ここで、また、転調というか、場面転換というか、
詩人が、顔を出します。
突然のようで、ピタッとはまった2行。
ああ、馬車も通る電車も通る
人生は、花嫁御寮よ
ああ、と言い、よ、と言うのは、
僕である詩人です。
(この稿つづく)
*
春日狂想
1
愛するものが死んだ時には、
自殺しなけあなりません。
愛するものが死んだ時には、
それより他に、方法がない。
けれどもそれでも、業(ごふ)(?)が深くて、
なほもながらふことともなつたら、
奉仕の気持に、なることなんです。
奉仕の気持に、なることなんです。
愛するものは、死んだのですから、
たしかにそれは、死んだのですから、
もはやどうにも、ならぬのですから、
そのもののために、そのもののために、
奉仕の気持に、ならなけあならない。
奉仕の気持に、ならなけあならない。
2
奉仕の気持になりはなつたが、
さて格別の、ことも出来ない。
そこで以前(せん)より、本なら熟読。
そこで以前より、人には丁寧。
テムポ正しき散歩をなして
麦稈真田(ばくかんさなだ)を敬虔(けいけん)に編み——
まるでこれでは、玩具(おもちや)の兵隊、
まるでこれでは、毎日、日曜。
神社の日向を、ゆるゆる歩み、
知人に遇(あ)へば、につこり致し、
飴売爺々(あめうりぢぢい)と、仲よしになり、
鳩に豆なぞ、パラパラ撒いて、
まぶしくなつたら、日蔭に這入(はひ)り、
そこで地面や草木を見直す。
苔はまことに、ひんやりいたし、
いはうやうなき、今日の麗日。
参詣人等もぞろぞろ歩き、
わたしは、なんにも腹が立たない。
((まことに人生、一瞬の夢、
ゴム風船の、美しさかな。

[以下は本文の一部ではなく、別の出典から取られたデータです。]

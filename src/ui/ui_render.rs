use eframe::egui::{
    Align2, CentralPanel, Context, RichText, ScrollArea, SidePanel, TopBottomPanel, Ui, Window,
};

use crate::app::{App, FetchingState};
use crate::ui::styles::UiStyleExt;
use crate::ui::{
    ControlsInputs, ControlsPanel, Panel, UI_CONFIG, UI_TEXT, render_fetch_progress,
};

impl App {
    /// Lays out every panel for one frame. `fetching` is set while a query runs.
    pub(crate) fn render_frame(&mut self, ctx: &Context, fetching: Option<&FetchingState>) {
        self.render_controls_panel(ctx);
        self.render_status_panel(ctx, fetching);
        self.render_central_panel(ctx, fetching);
        self.render_dialog(ctx);
    }

    fn render_controls_panel(&mut self, ctx: &Context) {
        let busy = self.is_busy();
        let can_export = self.can_export();
        let mut events = Vec::new();

        SidePanel::left("controls_panel")
            .exact_width(UI_CONFIG.side_panel_width)
            .resizable(false)
            .frame(UI_CONFIG.side_panel_frame())
            .show(ctx, |ui| {
                ScrollArea::vertical().show(ui, |ui| {
                    let inputs = ControlsInputs {
                        start_date: &mut self.start_date,
                        end_date: &mut self.end_date,
                        selected: &mut self.selected,
                        spreadsheet_path: &mut self.spreadsheet_path,
                        image_path: &mut self.image_path,
                    };
                    events = ControlsPanel::new(inputs, busy, can_export).render(ui);
                });
            });

        // A modal is up; its OK button is the only thing that should react.
        if self.dialog.is_none() {
            self.handle_controls_events(ctx, events);
        }
    }

    fn render_status_panel(&self, ctx: &Context, fetching: Option<&FetchingState>) {
        TopBottomPanel::bottom("status_panel")
            .frame(UI_CONFIG.bottom_panel_frame())
            .resizable(false)
            .show(ctx, |ui| {
                ui.horizontal(|ui| {
                    if let Some(state) = fetching {
                        ui.spinner();
                        ui.metric(
                            &UI_TEXT.fp_title,
                            &format!("{}/{}", state.finished(), state.rows.len()),
                            UI_CONFIG.colors.subsection_heading,
                        );
                        return;
                    }
                    match &self.session {
                        Some(session) => self.render_session_status(ui, session),
                        None => ui.label_subdued(&UI_TEXT.sb_ready),
                    }
                    if let Some(msg) = &self.last_export {
                        ui.separator();
                        ui.label_subdued(msg);
                    }
                });
            });
    }

    fn render_session_status(&self, ui: &mut Ui, session: &crate::engine::QuerySession) {
        ui.metric(
            &UI_TEXT.sb_session,
            &format!("{} ({})", session.store.names().join(", "), session.range),
            UI_CONFIG.colors.label,
        );
        ui.metric(
            &UI_TEXT.sb_points,
            &session.store.total_points().to_string(),
            UI_CONFIG.colors.label,
        );
        if !session.failures.is_empty() {
            ui.separator();
            let names: Vec<&str> = session
                .failures
                .iter()
                .map(|f| f.indicator.as_str())
                .collect();
            let hover = session
                .failures
                .iter()
                .map(|f| f.to_string())
                .collect::<Vec<_>>()
                .join("\n");
            ui.label(
                RichText::new(format!("{} {}", UI_TEXT.sb_failed, names.join(", ")))
                    .small()
                    .color(UI_CONFIG.colors.error),
            )
            .on_hover_text(hover);
        }
    }

    fn render_central_panel(&mut self, ctx: &Context, fetching: Option<&FetchingState>) {
        CentralPanel::default()
            .frame(UI_CONFIG.central_panel_frame())
            .show(ctx, |ui| {
                if let Some(state) = fetching {
                    render_fetch_progress(ui, state);
                    return;
                }
                match &self.session {
                    Some(session) => self.plot_view.show(ui, &session.chart),
                    None => render_fullscreen_message(
                        ui,
                        &UI_TEXT.plot_empty,
                        &UI_TEXT.plot_empty_hint,
                    ),
                }
            });
    }

    fn render_dialog(&mut self, ctx: &Context) {
        let Some(dialog) = &self.dialog else {
            return;
        };
        let mut close = false;
        Window::new(&dialog.title)
            .collapsible(false)
            .resizable(false)
            .anchor(Align2::CENTER_CENTER, [0.0, 0.0])
            .show(ctx, |ui| {
                ui.set_min_width(280.0);
                let color = if dialog.is_error {
                    UI_CONFIG.colors.error
                } else {
                    UI_CONFIG.colors.heading
                };
                ui.label(RichText::new(&dialog.message).color(color));
                if !dialog.details.is_empty() {
                    ui.add_space(6.0);
                    ui.label_subheader(&UI_TEXT.dlg_failures_heading);
                    for line in &dialog.details {
                        ui.label_error(line);
                    }
                }
                ui.add_space(8.0);
                ui.vertical_centered(|ui| {
                    if ui.button(&UI_TEXT.dlg_ok).clicked() {
                        close = true;
                    }
                });
            });
        if close {
            self.dialog = None;
        }
    }
}

fn render_fullscreen_message(ui: &mut Ui, title: &str, subtitle: &str) {
    ui.vertical_centered(|ui| {
        ui.add_space(40.0);
        ui.heading(RichText::new(title).color(UI_CONFIG.colors.heading));
        ui.add_space(6.0);
        ui.label(RichText::new(subtitle).color(UI_CONFIG.colors.subdued));
    });
}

))
空に昇つて、光つて、消えて——
やあ、今日は、御機嫌いかが。
久しぶりだね、その後どうです。
そこらの何処(どこ)かで、お茶でも飲みましよ。
勇んで茶店に這入(はひ)りはすれど、
ところで話は、とかくないもの。
煙草なんぞを、くさくさ吹かし、
名状しがたい覚悟をなして、——
戸外(そと)はまことに賑やかなこと!
——ではまたそのうち、奥さんによろしく、
外国(あつち)に行つたら、たよりを下さい。
あんまりお酒は、飲まんがいいよ。
馬車も通れば、電車も通る。
まことに人生、花嫁御寮。
まぶしく、美(は)しく、はた俯(うつむ)いて、
話をさせたら、でもうんざりか?
それでも心をポーッとさせる、
まことに、人生、花嫁御寮。
3
ではみなさん、
喜び過ぎず悲しみ過ぎず、
テムポ正しく、握手をしませう。
つまり、我等に欠けてるものは、
実直なんぞと、心得まして。
ハイ、ではみなさん、ハイ、御一緒に——
テムポ正しく、握手をしませう。
*麦稈真田 麦わらを、真田紐のように平たく編んだもの。これで麦わら帽を作る。
(角川文庫クラシックス 佐々木幹郎編「中原中也詩集『在りし日の歌』」より)
* 原文のルビは、( )内に表記しました。